_Exercise details_
Among the records below, find the lines with the word "class" and copy them.

+ + + + +

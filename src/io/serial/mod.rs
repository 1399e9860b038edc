// src/io/serial/mod.rs
//
// Serial device abstraction and line-oriented reading.
//
// The Arduino side of the link is byte-oriented and non-blocking:
// outbound traffic is binary frames (io::codec), inbound traffic is
// plain ASCII diagnostic lines terminated by '\n'.

pub mod device;
pub mod line_reader;

// Re-export device types used by other modules
pub use device::{open_port, ByteDevice, SerialByteDevice};

// Re-export line reader entry points
pub use line_reader::{read_line, LINE_IDLE_TIMEOUT};
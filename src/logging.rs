// src/logging.rs
//
// Timestamped stderr logging with optional file logging.

use std::path::Path;
use std::sync::Mutex;

/// Global log file handle. When `Some`, `tlog!` writes to both stderr and this file.
pub(crate) static LOG_FILE: Mutex<Option<std::fs::File>> = Mutex::new(None);

/// Initialise file logging to the given directory.
/// Creates a timestamped log file and an `armlink.log` symlink (Unix only).
pub(crate) fn init_file_logging(log_dir: &Path) -> Result<(), String> {
    std::fs::create_dir_all(log_dir).map_err(|e| format!("Failed to create log dir: {}", e))?;

    let filename = chrono::Local::now()
        .format("%Y%m%d-%H%M%S-armlink.log")
        .to_string();
    let log_path = log_dir.join(&filename);

    let file = std::fs::OpenOptions::new()
        .create(true)
        .append(true)
        .open(&log_path)
        .map_err(|e| format!("Failed to create log file: {}", e))?;

    // Update armlink.log symlink (Unix only — Windows symlinks require elevated privileges)
    #[cfg(unix)]
    {
        let symlink_path = log_dir.join("armlink.log");
        let _ = std::fs::remove_file(&symlink_path);
        if let Err(e) = std::os::unix::fs::symlink(&filename, &symlink_path) {
            eprintln!(
                "{} [logging] Failed to create armlink.log symlink: {}",
                chrono::Local::now().format("%H:%M:%S%.3f"),
                e
            );
        }
    }

    if let Ok(mut guard) = LOG_FILE.lock() {
        *guard = Some(file);
    }

    // Use eprintln directly here since tlog! would try to lock LOG_FILE (which we just set)
    eprintln!(
        "{} [logging] File logging started: {}",
        chrono::Local::now().format("%H:%M:%S%.3f"),
        log_path.display()
    );

    Ok(())
}

/// Timestamped logging macro.
/// Prepends `HH:MM:SS.mmm` local time to every message written to stderr.
/// Also writes to the log file when file logging is enabled.
macro_rules! tlog {
    ($($arg:tt)*) => {{
        use std::io::Write as _;
        let msg = format!("{} {}", chrono::Local::now().format("%H:%M:%S%.3f"), format_args!($($arg)*));
        eprintln!("{}", msg);
        if let Ok(mut guard) = $crate::logging::LOG_FILE.lock() {
            if let Some(ref mut f) = *guard {
                let _ = writeln!(f, "{}", msg);
            }
        }
    }};
}
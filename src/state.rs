use std::sync::Arc;

use crate::services::submission::SubmissionPipeline;

#[derive(Clone)]
pub struct AppState {
    pub pipeline: Arc<SubmissionPipeline>,
}
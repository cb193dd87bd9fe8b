use leptos::prelude::*;
use leptos_router::components::A;

use crate::models::site::SERVICES;

#[component]
pub fn ServicesPage() -> impl IntoView {
    view! {
        <div class="services-page">
            <section class="page-header">
                <h1>"Services"</h1>
                <p>"End-to-end AI capability, from strategy to production systems."</p>
            </section>

            <section class="services-list">
                {SERVICES
                    .iter()
                    .map(|service| {
                        view! {
                            <div class="service-card">
                                <h2>{service.name}</h2>
                                <p class="tagline">{service.tagline}</p>
                                <p>{service.long_description}</p>
                                <ul class="benefits">
                                    {service
                                        .benefits
                                        .iter()
                                        .map(|b| view! { <li>{*b}</li> })
                                        .collect_view()}
                                </ul>
                                <A
                                    href=format!("/services/{}", service.slug)
                                    attr:class="btn btn-secondary"
                                >
                                    "Explore "
                                    {service.name}
                                </A>
                            </div>
                        }
                    })
                    .collect_view()}
            </section>
        </div>
    }
}
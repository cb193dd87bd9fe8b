use std::collections::BTreeMap;

use email_address::EmailAddress;
use serde::{Deserialize, Serialize};

/// Objective choices offered by the contact form. The pipeline itself treats
/// the field as free text.
pub static OBJECTIVE_OPTIONS: [&str; 4] = [
    "AI Strategy & Consulting",
    "Custom Model Development",
    "Infrastructure Engineering",
    "Other Inquiry",
];

/// Raw contact-form fields, exactly as posted by the browser.
#[derive(Debug, Clone, Default, PartialEq, Serialize, Deserialize)]
pub struct InquiryForm {
    pub name: String,
    pub email: String,
    pub organization: String,
    pub objective: String,
    pub message: String,
}

/// Validation messages grouped by field name.
pub type FieldErrors = BTreeMap<String, Vec<String>>;

/// A validated, normalized inquiry. Only constructed via [`Inquiry::parse`],
/// so every instance is safe to turn into a spreadsheet row.
#[derive(Debug, Clone, PartialEq)]
pub struct Inquiry {
    pub name: String,
    pub email: String,
    pub organization: String,
    pub objective: String,
    pub message: String,
}

impl Inquiry {
    pub fn parse(form: InquiryForm) -> Result<Self, FieldErrors> {
        let mut errors = FieldErrors::new();

        let name = form.name.trim().to_owned();
        if name.is_empty() {
            add_error(&mut errors, "name", "Name is required");
        }

        let email = form.email.trim().to_owned();
        if email.is_empty() {
            add_error(&mut errors, "email", "Email is required");
        } else if !EmailAddress::is_valid(&email) {
            add_error(&mut errors, "email", "Enter a valid email address");
        }

        let message = form.message.trim().to_owned();
        if message.is_empty() {
            add_error(&mut errors, "message", "Message is required");
        }

        if !errors.is_empty() {
            return Err(errors);
        }

        Ok(Self {
            name,
            email,
            // Optional fields normalize to empty strings, never null
            organization: form.organization.trim().to_owned(),
            objective: form.objective.trim().to_owned(),
            message,
        })
    }
}

/// Outcome of one contact submission. Every call path of the pipeline
/// returns one of these; callers never see a thrown failure.
#[derive(Debug, Clone, PartialEq, Serialize, Deserialize)]
pub enum SubmissionOutcome {
    Accepted,
    Rejected { field_errors: FieldErrors },
    Failed { message: String },
}

fn add_error(errors: &mut FieldErrors, field: &str, message: &str) {
    errors
        .entry(field.to_owned())
        .or_default()
        .push(message.to_owned());
}

#[cfg(test)]
mod tests {
    use super::*;

    fn valid_form() -> InquiryForm {
        InquiryForm {
            name: "Ada Lovelace".into(),
            email: "ada@example.com".into(),
            organization: String::new(),
            objective: "AI Strategy & Consulting".into(),
            message: "Hello".into(),
        }
    }

    #[test]
    fn accepts_a_valid_form() {
        let inquiry = Inquiry::parse(valid_form()).unwrap();
        assert_eq!(inquiry.name, "Ada Lovelace");
        assert_eq!(inquiry.email, "ada@example.com");
        assert_eq!(inquiry.organization, "");
        assert_eq!(inquiry.objective, "AI Strategy & Consulting");
        assert_eq!(inquiry.message, "Hello");
    }

    #[test]
    fn rejects_missing_required_fields() {
        let errors = Inquiry::parse(InquiryForm::default()).unwrap_err();
        for field in ["name", "email", "message"] {
            assert!(!errors[field].is_empty(), "expected errors for {field}");
        }
        assert!(!errors.contains_key("organization"));
        assert!(!errors.contains_key("objective"));
    }

    #[test]
    fn rejects_whitespace_only_required_fields() {
        let form = InquiryForm {
            name: "   ".into(),
            message: "\n\t".into(),
            ..valid_form()
        };
        let errors = Inquiry::parse(form).unwrap_err();
        assert!(errors.contains_key("name"));
        assert!(errors.contains_key("message"));
    }

    #[test]
    fn rejects_malformed_email() {
        for bad in ["not-an-email", "ada@", "@example.com", "ada at example.com"] {
            let form = InquiryForm {
                email: bad.into(),
                ..valid_form()
            };
            let errors = Inquiry::parse(form).unwrap_err();
            assert!(errors.contains_key("email"), "expected rejection of {bad:?}");
        }
    }

    #[test]
    fn trims_optional_fields_to_plain_text() {
        let form = InquiryForm {
            organization: "  Analytical Engines Ltd ".into(),
            objective: String::new(),
            ..valid_form()
        };
        let inquiry = Inquiry::parse(form).unwrap();
        assert_eq!(inquiry.organization, "Analytical Engines Ltd");
        assert_eq!(inquiry.objective, "");
    }
}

+ + + + +

_Problem solution_
        <div class="services-page">
            <section class="page-header">
            <section class="services-list">
                            <div class="service-card">
                                <p class="tagline">{service.tagline}</p>
                                <ul class="benefits">
                                    attr:class="btn btn-secondary"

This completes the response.